Data section —
//! News: per-article summaries, then one synthesis per pair over the
//! concatenated summaries. The flash feed is appended as-is.

use std::collections::{BTreeMap, BTreeSet, HashMap, HashSet};

use anyhow::Context;
use async_trait::async_trait;
use serde::{Deserialize, Serialize};

use super::{PipelineDeps, RunSummary, SubPipeline, TickContext};
use crate::analysis::ArticleSummary;
use crate::change_detector::ChangeSet;
use crate::dispatch::{FailurePolicy, UnitOutcome, WorkUnit};
use crate::history::HistoryRecord;
use crate::sources::{ArticleRef, CurrencyPair, FlashItem, PipelineKind, SourceEntry, FLASH_NEWS_KEY};

pub const FLASH_FILE: &str = "flash_news.json";

pub fn synthesis_file(pair: &CurrencyPair) -> String {
    format!("{}_news_synthesis.json", pair.slug())
}

/// Persisted per-pair record body.
#[derive(Debug, Clone, PartialEq, Serialize, Deserialize)]
pub struct NewsSynthesis {
    pub pair: CurrencyPair,
    pub articles: Vec<ArticleSummary>,
    pub synthesis: String,
}

/// One pair's worth of stale input.
#[derive(Debug, Clone)]
struct PairArticles {
    keys: BTreeSet<String>,
    pair: CurrencyPair,
    articles: Vec<ArticleRef>,
}

pub struct NewsOutput {
    records: Vec<(CurrencyPair, NewsSynthesis)>,
    flash: Vec<FlashItem>,
    dispatched: usize,
    succeeded: usize,
    failed_keys: BTreeSet<String>,
}

pub struct NewsPipeline {
    deps: PipelineDeps,
    flash_limit: usize,
}

impl NewsPipeline {
    pub fn new(deps: PipelineDeps, flash_limit: usize) -> Self {
        Self {
            deps,
            flash_limit: flash_limit.max(1),
        }
    }

    /// Real summaries from the pair's latest record, by URL.
    fn cached_summaries(&self, pair: &CurrencyPair) -> anyhow::Result<HashMap<String, ArticleSummary>> {
        let latest: Option<HistoryRecord<NewsSynthesis>> =
            self.deps.persister.latest(&synthesis_file(pair))?;
        Ok(latest
            .map(|r| r.body.articles)
            .unwrap_or_default()
            .into_iter()
            .filter(|s| !s.is_placeholder())
            .map(|s| (s.url.clone(), s))
            .collect())
    }

    /// Flash items whose id was not in the previous snapshot's feed.
    fn fresh_flash(ctx: &TickContext, items: Vec<FlashItem>) -> Vec<FlashItem> {
        let seen: HashSet<String> = match ctx.previous_entry(FLASH_NEWS_KEY) {
            Some(SourceEntry::FlashNews(prev)) => prev.into_iter().map(|i| i.id).collect(),
            _ => HashSet::new(),
        };
        items.into_iter().filter(|i| !seen.contains(&i.id)).collect()
    }
}

fn unit_key(pair: &CurrencyPair, url: &str) -> String {
    format!("{pair}|{url}")
}

/// Drop repeated URLs, keeping first-seen order.
fn dedup_articles(articles: Vec<ArticleRef>) -> Vec<ArticleRef> {
    let mut seen = HashSet::new();
    articles
        .into_iter()
        .filter(|a| seen.insert(a.url().to_string()))
        .collect()
}

#[async_trait]
impl SubPipeline for NewsPipeline {
    type Output = NewsOutput;

    fn kind(&self) -> PipelineKind {
        PipelineKind::News
    }

    async fn dispatch(&self, ctx: &TickContext, stale: &ChangeSet) -> anyhow::Result<NewsOutput> {
        let mut pairs = Vec::new();
        let mut flash = Vec::new();
        for (key, entry) in ctx.stale_entries(stale)? {
            match entry {
                SourceEntry::News { pair, articles } => pairs.push(PairArticles {
                    keys: BTreeSet::from([key]),
                    pair,
                    articles: dedup_articles(articles),
                }),
                SourceEntry::FlashNews(items) => flash = Self::fresh_flash(ctx, items),
                _ => {}
            }
        }
        // `EUR/USD_news` and `EUR/USD_news_websites` feed the same pair
        let mut by_pair: BTreeMap<CurrencyPair, PairArticles> = BTreeMap::new();
        for p in pairs {
            match by_pair.get_mut(&p.pair) {
                Some(existing) => {
                    existing.articles.extend(p.articles);
                    existing.articles = dedup_articles(std::mem::take(&mut existing.articles));
                    existing.keys.extend(p.keys);
                }
                None => {
                    by_pair.insert(p.pair.clone(), p);
                }
            }
        }

        let mut failed_keys = BTreeSet::new();
        let mut caches = HashMap::new();
        let mut units = Vec::new();
        let mut reused = 0usize;
        for p in by_pair.values() {
            let cache = self
                .cached_summaries(&p.pair)
                .with_context(|| format!("loading news history for {}", p.pair))?;
            for article in &p.articles {
                if cache.contains_key(article.url()) {
                    reused += 1;
                    continue;
                }
                let analyst = self.deps.analyst.clone();
                units.push(WorkUnit::new(
                    unit_key(&p.pair, article.url()),
                    (p.pair.clone(), article.clone()),
                    move |(pair, article): (CurrencyPair, ArticleRef)| {
                        let analyst = analyst.clone();
                        async move { analyst.summarize_article(&pair, &article).await }
                    },
                ));
            }
            caches.insert(p.pair.clone(), cache);
        }
        let mut dispatched = units.len();
        let summaries = self.deps.dispatcher.dispatch(units).await;
        let mut succeeded = summaries.success_count();
        tracing::debug!(
            pipeline = "news",
            pairs = by_pair.len(),
            summarized = dispatched,
            reused,
            "article summaries collected"
        );

        let mut synth_units = Vec::new();
        let mut inputs: BTreeMap<CurrencyPair, Vec<ArticleSummary>> = BTreeMap::new();
        for p in by_pair.values() {
            let cache = caches.remove(&p.pair).unwrap_or_default();
            let mut collected = Vec::with_capacity(p.articles.len());
            let mut any_failed = false;
            for article in &p.articles {
                if let Some(hit) = cache.get(article.url()) {
                    collected.push(hit.clone());
                    continue;
                }
                match summaries.get(&unit_key(&p.pair, article.url())) {
                    Some(UnitOutcome::Success(text)) => collected.push(ArticleSummary {
                        url: article.url().to_string(),
                        title: article.title().map(str::to_string),
                        summary: text.clone(),
                    }),
                    Some(UnitOutcome::Failed(e)) => {
                        any_failed = true;
                        if self.deps.policy == FailurePolicy::Placeholder {
                            collected.push(ArticleSummary::placeholder(article, e));
                        }
                    }
                    None => any_failed = true,
                }
            }
            if any_failed {
                failed_keys.extend(p.keys.iter().cloned());
            }
            if collected.iter().all(ArticleSummary::is_placeholder) {
                tracing::info!(pipeline = "news", pair = %p.pair, "no usable summaries, skipping synthesis");
                if !p.articles.is_empty() {
                    failed_keys.extend(p.keys.iter().cloned());
                }
                continue;
            }
            let analyst = self.deps.analyst.clone();
            synth_units.push(WorkUnit::new(
                p.pair.to_string(),
                (p.pair.clone(), collected.clone()),
                move |(pair, summaries): (CurrencyPair, Vec<ArticleSummary>)| {
                    let analyst = analyst.clone();
                    async move { analyst.synthesize_news(&pair, &summaries).await }
                },
            ));
            inputs.insert(p.pair.clone(), collected);
        }

        dispatched += synth_units.len();
        let syntheses = self.deps.dispatcher.dispatch(synth_units).await;
        succeeded += syntheses.success_count();

        let mut records = Vec::new();
        for (pair, articles) in inputs {
            match syntheses.get(&pair.to_string()) {
                Some(UnitOutcome::Success(text)) => records.push((
                    pair.clone(),
                    NewsSynthesis {
                        pair,
                        articles,
                        synthesis: text.clone(),
                    },
                )),
                _ => {
                    if let Some(p) = by_pair.get(&pair) {
                        failed_keys.extend(p.keys.iter().cloned());
                    }
                }
            }
        }

        Ok(NewsOutput {
            records,
            flash,
            dispatched,
            succeeded,
            failed_keys,
        })
    }

    fn persist(&self, output: NewsOutput) -> anyhow::Result<RunSummary> {
        let mut written = Vec::new();
        for (pair, body) in output.records {
            let file = synthesis_file(&pair);
            let path = self
                .deps
                .persister
                .append(&file, HistoryRecord::now(body))
                .with_context(|| format!("writing {file}"))?;
            written.push(path);
        }
        if !output.flash.is_empty() {
            let now = chrono::Utc::now();
            let records: Vec<HistoryRecord<FlashItem>> = output
                .flash
                .into_iter()
                .map(|item| HistoryRecord::new(now, item))
                .collect();
            let path = self
                .deps
                .persister
                .extend_flash(FLASH_FILE, records, self.flash_limit)
                .context("writing flash news")?;
            written.push(path);
        }
        Ok(RunSummary {
            dispatched: output.dispatched,
            succeeded: output.succeeded,
            failed_keys: output.failed_keys,
            written,
            ..Default::default()
        })
    }
}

Aim of the task — When a line in the data above contains the string "SubPipeline", copy that line.

Solution below —
use super::{PipelineDeps, RunSummary, SubPipeline, TickContext};
impl SubPipeline for NewsPipeline {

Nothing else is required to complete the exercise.